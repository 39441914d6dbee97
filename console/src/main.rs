//! `pawstay`: drive the console request layer from the command line.
//!
//! Settings come from `PAWSTAY_*` environment variables (see
//! [`ClientSettings`]). With `PAWSTAY_USE_MOCK_API=true` admin calls are
//! answered by the simulated backend.
//!
//! # Examples
//! ```sh
//! PAWSTAY_USE_MOCK_API=true pawstay login --email admin@pawstay.kr --password pw
//! pawstay request GET '/api/admin/promotions?page=2&limit=5'
//! pawstay upload /api/partner/documents --field documentType=business_registration --file file=reg.pdf
//! ```
#![cfg_attr(not(any(test, doctest)), deny(clippy::unwrap_used))]
#![cfg_attr(not(any(test, doctest)), deny(clippy::expect_used))]

use std::ffi::OsString;
use std::io::{self, Read, Write};
use std::path::{Path, PathBuf};

use cap_std::{ambient_authority, fs::Dir};
use clap::{Parser, Subcommand, ValueEnum};
use color_eyre::eyre::{Context, Result, eyre};
use ortho_config::OrthoConfig;
use pawstay_console::domain::{
    ApiEnvelope, ApiRequest, HttpMethod, LoginCredentials, MultipartForm, Portal,
};
use pawstay_console::{ClientSettings, ConsoleRuntime};
use serde_json::Value;
use tracing::warn;
use tracing_subscriber::{EnvFilter, fmt};

/// `pawstay` command arguments.
#[derive(Debug, Parser)]
#[command(
    name = "pawstay",
    about = "Issue authenticated requests against the Pawstay admin API",
    version
)]
struct CliArgs {
    /// Page the client acts from, e.g. `/admin/promotions` or `/partner`.
    #[arg(long, global = true, value_name = "path")]
    page: Option<String>,
    #[command(subcommand)]
    command: Command,
}

#[derive(Debug, Subcommand)]
enum Command {
    /// Send a JSON request.
    Request {
        /// HTTP method.
        method: String,
        /// Origin-relative path or absolute URL.
        path: String,
        /// JSON body.
        #[arg(long, value_name = "json")]
        data: Option<String>,
    },
    /// Send a multipart upload.
    Upload {
        /// Origin-relative path or absolute URL.
        path: String,
        /// Text field as `name=value`.
        #[arg(long = "field", value_name = "name=value", value_parser = parse_pair)]
        fields: Vec<(String, String)>,
        /// File field as `name=path`.
        #[arg(long = "file", value_name = "name=path", value_parser = parse_pair)]
        files: Vec<(String, String)>,
    },
    /// Sign in and persist the session.
    Login {
        /// Login email.
        #[arg(long)]
        email: String,
        /// Password.
        #[arg(long)]
        password: String,
        /// Portal to sign in to.
        #[arg(long, value_enum, default_value_t = PortalArg::Admin)]
        portal: PortalArg,
    },
    /// Clear the session.
    Logout,
    /// Show the signed-in user.
    Whoami,
}

#[derive(Debug, Clone, Copy, ValueEnum)]
enum PortalArg {
    Admin,
    Partner,
}

impl From<PortalArg> for Portal {
    fn from(value: PortalArg) -> Self {
        match value {
            PortalArg::Admin => Self::Admin,
            PortalArg::Partner => Self::Partner,
        }
    }
}

#[tokio::main]
async fn main() -> Result<()> {
    color_eyre::install()?;
    if let Err(e) = fmt()
        .with_env_filter(EnvFilter::from_default_env())
        .json()
        .with_writer(io::stderr)
        .try_init()
    {
        warn!(error = %e, "tracing init failed");
    }

    let args = CliArgs::parse();
    let mut settings = ClientSettings::load_from_iter([OsString::from("pawstay")])
        .map_err(|error| eyre!("load settings: {error}"))?;
    if let Some(page) = args.page {
        settings.current_path = Some(page);
    }
    let runtime = ConsoleRuntime::from_settings(&settings).wrap_err("build console runtime")?;

    let envelope = match args.command {
        Command::Request { method, path, data } => {
            let method = HttpMethod::parse(&method)
                .ok_or_else(|| eyre!("unsupported HTTP method {method:?}"))?;
            let mut request = ApiRequest::new(method, path);
            if let Some(raw) = data {
                let body: Value = serde_json::from_str(&raw).wrap_err("parse --data as JSON")?;
                request = request.json(body);
            }
            runtime.client().request(request).await
        }
        Command::Upload {
            path,
            fields,
            files,
        } => {
            let form = build_form(fields, files)?;
            runtime.client().upload(&path, form).await
        }
        Command::Login {
            email,
            password,
            portal,
        } => {
            let credentials = LoginCredentials::try_from_parts(&email, &password)?;
            runtime
                .auth()
                .login(&credentials, portal.into())
                .await
                .try_map(serde_json::to_value)?
        }
        Command::Logout => {
            runtime.auth().logout();
            ApiEnvelope::ok(Value::Null)
        }
        Command::Whoami => match runtime.auth().current_user() {
            Some(user) => ApiEnvelope::ok(serde_json::to_value(user)?),
            None => ApiEnvelope::failure("Unauthorized", "not signed in"),
        },
    };

    runtime.teardown().settled().await;
    let mut stdout = io::stdout().lock();
    writeln!(stdout, "{}", serde_json::to_string_pretty(&envelope)?)?;
    writeln!(stdout, "page={}", runtime.current_path())?;
    Ok(())
}

fn parse_pair(raw: &str) -> Result<(String, String), String> {
    let (name, value) = raw
        .split_once('=')
        .ok_or_else(|| format!("expected name=value, got {raw:?}"))?;
    if name.trim().is_empty() {
        return Err("field name must not be empty".to_owned());
    }
    Ok((name.trim().to_owned(), value.to_owned()))
}

fn build_form(fields: Vec<(String, String)>, files: Vec<(String, String)>) -> Result<MultipartForm> {
    let form = fields
        .into_iter()
        .fold(MultipartForm::new(), |form, (name, value)| form.text(name, value));
    files.into_iter().try_fold(form, |form, (name, path)| {
        let path = PathBuf::from(path);
        let bytes = read_file(&path)?;
        let file_name = path
            .file_name()
            .map(|name| name.to_string_lossy().into_owned())
            .unwrap_or_default();
        let content_type = content_type_for(&path);
        Ok(form.file(name, file_name, content_type, bytes))
    })
}

fn read_file(path: &Path) -> Result<Vec<u8>> {
    let parent = path
        .parent()
        .filter(|parent| !parent.as_os_str().is_empty())
        .unwrap_or_else(|| Path::new("."));
    let file_name = path
        .file_name()
        .ok_or_else(|| eyre!("upload path {} is not a file", path.display()))?;
    let directory = Dir::open_ambient_dir(parent, ambient_authority())
        .wrap_err_with(|| format!("open directory {}", parent.display()))?;
    let mut file = directory
        .open(Path::new(file_name))
        .wrap_err_with(|| format!("open {}", path.display()))?;
    let mut bytes = Vec::new();
    file.read_to_end(&mut bytes)
        .wrap_err_with(|| format!("read {}", path.display()))?;
    Ok(bytes)
}

fn content_type_for(path: &Path) -> Option<&'static str> {
    let extension = path.extension()?.to_str()?.to_ascii_lowercase();
    match extension.as_str() {
        "pdf" => Some("application/pdf"),
        "png" => Some("image/png"),
        "jpg" | "jpeg" => Some("image/jpeg"),
        "webp" => Some("image/webp"),
        _ => None,
    }
}

#[cfg(test)]
mod tests {
    //! Unit tests for CLI parsing helpers.

    use std::io::Write;

    use rstest::rstest;
    use tempfile::NamedTempFile;

    use super::*;

    #[rstest]
    #[case("documentType=bank_account", ("documentType", "bank_account"))]
    #[case("note=a=b", ("note", "a=b"))]
    #[case(" name =", ("name", ""))]
    fn pairs_split_on_the_first_equals(#[case] raw: &str, #[case] expected: (&str, &str)) {
        let (name, value) = parse_pair(raw).expect("pair should parse");
        assert_eq!((name.as_str(), value.as_str()), expected);
    }

    #[rstest]
    #[case("no-separator")]
    #[case("=value")]
    fn malformed_pairs_are_rejected(#[case] raw: &str) {
        assert!(parse_pair(raw).is_err());
    }

    #[rstest]
    #[case("reg.PDF", Some("application/pdf"))]
    #[case("avatar.jpeg", Some("image/jpeg"))]
    #[case("notes.txt", None)]
    #[case("README", None)]
    fn content_types_follow_the_extension(#[case] path: &str, #[case] expected: Option<&str>) {
        assert_eq!(content_type_for(Path::new(path)), expected);
    }

    #[rstest]
    fn forms_carry_text_fields_before_files() {
        let mut file = NamedTempFile::with_suffix(".pdf").expect("temp file");
        file.write_all(b"%PDF-1.7").expect("write temp file");
        let path = file.path().display().to_string();

        let form = build_form(
            vec![("documentType".to_owned(), "business_registration".to_owned())],
            vec![("file".to_owned(), path)],
        )
        .expect("form should build");

        assert_eq!(form.field_names(), ["documentType", "file"]);
    }

    #[rstest]
    fn missing_upload_files_are_reported() {
        let error = build_form(Vec::new(), vec![("file".to_owned(), "/nonexistent/x.pdf".to_owned())])
            .expect_err("missing file should fail");
        assert!(error.to_string().contains("/nonexistent"));
    }

    #[rstest]
    fn subcommands_parse() {
        let args = CliArgs::try_parse_from([
            "pawstay",
            "--page",
            "/partner",
            "login",
            "--email",
            "kim@pawstay.kr",
            "--password",
            "pw",
            "--portal",
            "partner",
        ])
        .expect("arguments should parse");
        assert_eq!(args.page.as_deref(), Some("/partner"));
        assert!(matches!(
            args.command,
            Command::Login {
                portal: PortalArg::Partner,
                ..
            }
        ));
    }
}
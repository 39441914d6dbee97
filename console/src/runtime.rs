//! Wires the concrete adapters into an [`ApiClient`] and its services.

use std::path::PathBuf;
use std::sync::Arc;

use mockable::DefaultClock;
use thiserror::Error;
use tracing::info;

use crate::config::ClientSettings;
use crate::domain::ports::{HttpTransport, InMemorySessionStore, Navigator, SessionStore};
use crate::domain::{
    ApiClient, AuthService, ChatService, PartnerOnboardingService, ProfileService,
    PromotionService, SessionTeardown,
};
use crate::outbound::simulation::{FetchInterceptor, MockRouter};
use crate::outbound::{
    FileSessionStore, ReqwestTransport, TokioSleeper, TracingErrorPresenter, TracingNavigator,
};

/// Failures while assembling the runtime.
#[derive(Debug, Error)]
pub enum RuntimeError {
    /// `base_url` is not a URL.
    #[error("invalid base url: {0}")]
    InvalidBaseUrl(#[from] url::ParseError),
    /// The reqwest client could not be built.
    #[error("failed to build HTTP client: {0}")]
    HttpClient(#[from] reqwest::Error),
    /// The session file could not be opened.
    #[error("failed to open session file {path}: {source}")]
    SessionStore {
        /// Configured path.
        path: PathBuf,
        /// Underlying I/O error.
        #[source]
        source: std::io::Error,
    },
}

/// Fully wired client with its page-level services.
pub struct ConsoleRuntime {
    client: Arc<ApiClient>,
    interceptor: Arc<FetchInterceptor>,
    navigator: Arc<TracingNavigator>,
}

impl ConsoleRuntime {
    /// Build the runtime from `settings`.
    ///
    /// The transport is always wrapped in a [`FetchInterceptor`]; it is
    /// installed only when `use_mock_api` is set.
    ///
    /// # Errors
    ///
    /// Returns [`RuntimeError`] when the base URL is malformed, the HTTP
    /// client cannot be built or the session file cannot be opened.
    pub fn from_settings(settings: &ClientSettings) -> Result<Self, RuntimeError> {
        let base_url = settings.base_url()?;
        let reqwest: Arc<dyn HttpTransport> =
            Arc::new(ReqwestTransport::new(settings.request_timeout())?);
        let store = open_store(settings)?;
        let navigator = Arc::new(TracingNavigator::new(settings.current_path()));
        let sleeper = Arc::new(TokioSleeper);

        let router = MockRouter::new(
            Arc::new(DefaultClock),
            sleeper.clone(),
            settings.mock_latency(),
        );
        let interceptor = Arc::new(FetchInterceptor::new(
            reqwest,
            router,
            navigator.clone(),
            settings.use_mock_api,
        ));
        if settings.use_mock_api {
            interceptor.install();
        }

        let teardown = SessionTeardown::new(
            store,
            navigator.clone(),
            sleeper,
            settings.redirect_delay(),
        );
        let client = Arc::new(ApiClient::new(
            base_url,
            interceptor.clone(),
            teardown,
            Arc::new(TracingErrorPresenter),
        ));
        info!(
            base_url = %client.base_url(),
            mock_api = settings.use_mock_api,
            page = settings.current_path(),
            "console runtime ready"
        );
        Ok(Self {
            client,
            interceptor,
            navigator,
        })
    }

    /// Shared request wrapper.
    pub fn client(&self) -> &Arc<ApiClient> {
        &self.client
    }

    /// Interception shim around the real transport.
    pub fn interceptor(&self) -> &Arc<FetchInterceptor> {
        &self.interceptor
    }

    /// Session teardown handler.
    pub fn teardown(&self) -> &SessionTeardown {
        self.client.teardown()
    }

    /// Path of the page the client is on.
    pub fn current_path(&self) -> String {
        self.navigator.current_path()
    }

    /// Login and logout.
    pub fn auth(&self) -> AuthService {
        AuthService::new(self.client.clone())
    }

    /// Chat inbox operations.
    pub fn chat(&self) -> ChatService {
        ChatService::new(self.client.clone())
    }

    /// Promotion management.
    pub fn promotions(&self) -> PromotionService {
        PromotionService::new(self.client.clone())
    }

    /// Partner onboarding uploads and submission.
    pub fn onboarding(&self) -> PartnerOnboardingService {
        PartnerOnboardingService::new(self.client.clone())
    }

    /// Admin profile page.
    pub fn profile(&self) -> ProfileService {
        ProfileService::new(self.client.clone())
    }
}

fn open_store(settings: &ClientSettings) -> Result<Arc<dyn SessionStore>, RuntimeError> {
    let Some(path) = settings.session_file() else {
        return Ok(Arc::new(InMemorySessionStore::default()));
    };
    let store = FileSessionStore::open(path).map_err(|source| RuntimeError::SessionStore {
        path: path.to_path_buf(),
        source,
    })?;
    Ok(Arc::new(store))
}

#[cfg(test)]
mod tests {
    use super::*;
    use crate::domain::{LoginCredentials, Portal, UserRole};
    use pagination::PageRequest;
    use rstest::{fixture, rstest};
    use tempfile::TempDir;

    #[fixture]
    fn settings() -> ClientSettings {
        ClientSettings {
            base_url: Some("http://127.0.0.1:9/".to_owned()),
            use_mock_api: true,
            session_file: None,
            current_path: Some("/admin".to_owned()),
            mock_latency_ms: Some(0),
            redirect_delay_ms: Some(0),
            request_timeout_secs: Some(1),
        }
    }

    #[rstest]
    fn mock_mode_installs_the_interceptor(settings: ClientSettings) {
        let runtime = ConsoleRuntime::from_settings(&settings).expect("runtime builds");
        assert!(runtime.interceptor().is_installed());
        assert_eq!(runtime.current_path(), "/admin");
    }

    #[rstest]
    fn live_mode_leaves_the_interceptor_out(mut settings: ClientSettings) {
        settings.use_mock_api = false;
        let runtime = ConsoleRuntime::from_settings(&settings).expect("runtime builds");
        assert!(!runtime.interceptor().is_installed());
    }

    #[rstest]
    fn malformed_base_urls_are_rejected(mut settings: ClientSettings) {
        settings.base_url = Some("::nope".to_owned());
        let error = ConsoleRuntime::from_settings(&settings)
            .err()
            .expect("bad url should fail");
        assert!(matches!(error, RuntimeError::InvalidBaseUrl(_)));
    }

    #[rstest]
    #[tokio::test]
    async fn simulated_login_persists_to_the_session_file(mut settings: ClientSettings) {
        let dir = TempDir::new().expect("temp dir");
        let session_file = dir.path().join("session.json");
        settings.session_file = Some(session_file.clone());
        let runtime = ConsoleRuntime::from_settings(&settings).expect("runtime builds");
        let credentials =
            LoginCredentials::try_from_parts("admin@pawstay.kr", "pw").expect("valid credentials");

        let envelope = runtime.auth().login(&credentials, Portal::Admin).await;

        assert!(envelope.success, "{envelope:?}");
        let reopened = ConsoleRuntime::from_settings(&settings).expect("runtime builds");
        let user = reopened.auth().current_user().expect("user persisted");
        assert_eq!(user.role, UserRole::Admin);
        assert!(session_file.exists());
    }

    #[rstest]
    #[tokio::test]
    async fn services_share_the_simulated_backend(settings: ClientSettings) {
        let runtime = ConsoleRuntime::from_settings(&settings).expect("runtime builds");

        let conversations = runtime
            .chat()
            .fetch_conversations(PageRequest::default())
            .await;
        let promotions = runtime.promotions().list(PageRequest::default()).await;
        let profile = runtime.profile().get_profile().await;

        assert!(conversations.success);
        assert!(promotions.success);
        assert_eq!(profile.data.map(|p| p.email).as_deref(), Some("admin@pawstay.kr"));
    }
}
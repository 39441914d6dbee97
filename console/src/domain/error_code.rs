//! Structured error codes carried in the envelope `code` field.
//!
//! The backend reports failures with SCREAMING_SNAKE_CASE codes. Codes the
//! client does not know stay available as raw strings on the envelope;
//! [`ApiErrorCode::parse`] only recognises the ones the client acts on.

use serde::{Deserialize, Serialize};

/// Error codes the client understands.
#[derive(Debug, Clone, Copy, PartialEq, Eq, Hash, Serialize, Deserialize)]
#[non_exhaustive]
#[serde(rename_all = "SCREAMING_SNAKE_CASE")]
pub enum ApiErrorCode {
    /// The session token is missing or was rejected.
    AuthenticationError,
    /// The session token has expired.
    TokenExpired,
    /// The session token is malformed or revoked.
    InvalidToken,
    /// The request failed validation.
    ValidationError,
    /// Authenticated but not permitted.
    Forbidden,
    /// The requested resource does not exist.
    NotFound,
    /// The request conflicts with current state.
    Conflict,
    /// Unexpected server-side failure.
    InternalError,
}

impl ApiErrorCode {
    /// Wire representation of the code.
    pub const fn as_str(self) -> &'static str {
        match self {
            Self::AuthenticationError => "AUTHENTICATION_ERROR",
            Self::TokenExpired => "TOKEN_EXPIRED",
            Self::InvalidToken => "INVALID_TOKEN",
            Self::ValidationError => "VALIDATION_ERROR",
            Self::Forbidden => "FORBIDDEN",
            Self::NotFound => "NOT_FOUND",
            Self::Conflict => "CONFLICT",
            Self::InternalError => "INTERNAL_ERROR",
        }
    }

    /// Parse a wire code, returning `None` for codes the client ignores.
    ///
    /// # Examples
    /// ```
    /// use pawstay_console::domain::ApiErrorCode;
    ///
    /// assert_eq!(
    ///     ApiErrorCode::parse("AUTHENTICATION_ERROR"),
    ///     Some(ApiErrorCode::AuthenticationError)
    /// );
    /// assert_eq!(ApiErrorCode::parse("SOMETHING_ELSE"), None);
    /// ```
    pub fn parse(raw: &str) -> Option<Self> {
        let code = match raw.trim() {
            "AUTHENTICATION_ERROR" => Self::AuthenticationError,
            "TOKEN_EXPIRED" => Self::TokenExpired,
            "INVALID_TOKEN" => Self::InvalidToken,
            "VALIDATION_ERROR" => Self::ValidationError,
            "FORBIDDEN" => Self::Forbidden,
            "NOT_FOUND" => Self::NotFound,
            "CONFLICT" => Self::Conflict,
            "INTERNAL_ERROR" => Self::InternalError,
            _ => return None,
        };
        Some(code)
    }

    /// Whether the code means the session can no longer be used.
    pub const fn ends_session(self) -> bool {
        matches!(
            self,
            Self::AuthenticationError | Self::TokenExpired | Self::InvalidToken
        )
    }
}

impl std::fmt::Display for ApiErrorCode {
    fn fmt(&self, f: &mut std::fmt::Formatter<'_>) -> std::fmt::Result {
        f.write_str(self.as_str())
    }
}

────

Problem statement:
Please reproduce, exactly as written, the lines of the records from the first line through the one containing "use std::ffi::OsString;".

Response for this exercise:
repository 39441914d6dbee97
filename console/src/main.rs
//! `pawstay`: drive the console request layer from the command line.
//!
//! Settings come from `PAWSTAY_*` environment variables (see
//! [`ClientSettings`]). With `PAWSTAY_USE_MOCK_API=true` admin calls are
//! answered by the simulated backend.
//!
//! # Examples
//! ```sh
//! PAWSTAY_USE_MOCK_API=true pawstay login --email admin@pawstay.kr --password pw
//! pawstay request GET '/api/admin/promotions?page=2&limit=5'
//! pawstay upload /api/partner/documents --field documentType=business_registration --file file=reg.pdf
//! ```
#![cfg_attr(not(any(test, doctest)), deny(clippy::unwrap_used))]
#![cfg_attr(not(any(test, doctest)), deny(clippy::expect_used))]

use std::ffi::OsString;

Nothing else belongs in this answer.